■ WHAT YOU HAVE TO DO
Transcribe exactly the line in which "#[derive(Clone, Debug, Default)]" occurs, plus every line that comes after it up to the end of the entries.

╭─ RECORD EXCERPTS

//! Cooperative cancellation.

use std::sync::atomic::{AtomicBool, Ordering};
use std::sync::Arc;

/// Shared flag polled by the search before every node.
///
/// Clones share the same flag.
#[derive(Clone, Debug, Default)]
pub struct StopFlag(Arc<AtomicBool>);

impl StopFlag {
    #[must_use]
    pub fn new() -> Self {
        Self::default()
    }

    /// Ask the search to return as soon as possible.
    pub fn stop(&self) {
        self.0.store(true, Ordering::Release);
    }

    #[inline]
    #[must_use]
    pub fn is_stopped(&self) -> bool {
        self.0.load(Ordering::Acquire)
    }

    pub fn reset(&self) {
        self.0.store(false, Ordering::Release);
    }
}

#[cfg(test)]
mod tests {
    use super::*;

    #[test]
    fn test_clones_share_state() {
        let flag = StopFlag::new();
        let other = flag.clone();
        assert!(!other.is_stopped());

        flag.stop();
        assert!(other.is_stopped());

        other.reset();
        assert!(!flag.is_stopped());
    }
}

╰─

■ RESPONSE BELOW
#[derive(Clone, Debug, Default)]
pub struct StopFlag(Arc<AtomicBool>);

impl StopFlag {
    #[must_use]
    pub fn new() -> Self {
        Self::default()
    }

    /// Ask the search to return as soon as possible.
    pub fn stop(&self) {
        self.0.store(true, Ordering::Release);
    }

    #[inline]
    #[must_use]
    pub fn is_stopped(&self) -> bool {
        self.0.load(Ordering::Acquire)
    }

    pub fn reset(&self) {
        self.0.store(false, Ordering::Release);
    }
}

#[cfg(test)]
mod tests {
    use super::*;

    #[test]
    fn test_clones_share_state() {
        let flag = StopFlag::new();
        let other = flag.clone();
        assert!(!other.is_stopped());

        flag.stop();
        assert!(other.is_stopped());

        other.reset();
        assert!(!flag.is_stopped());
    }
}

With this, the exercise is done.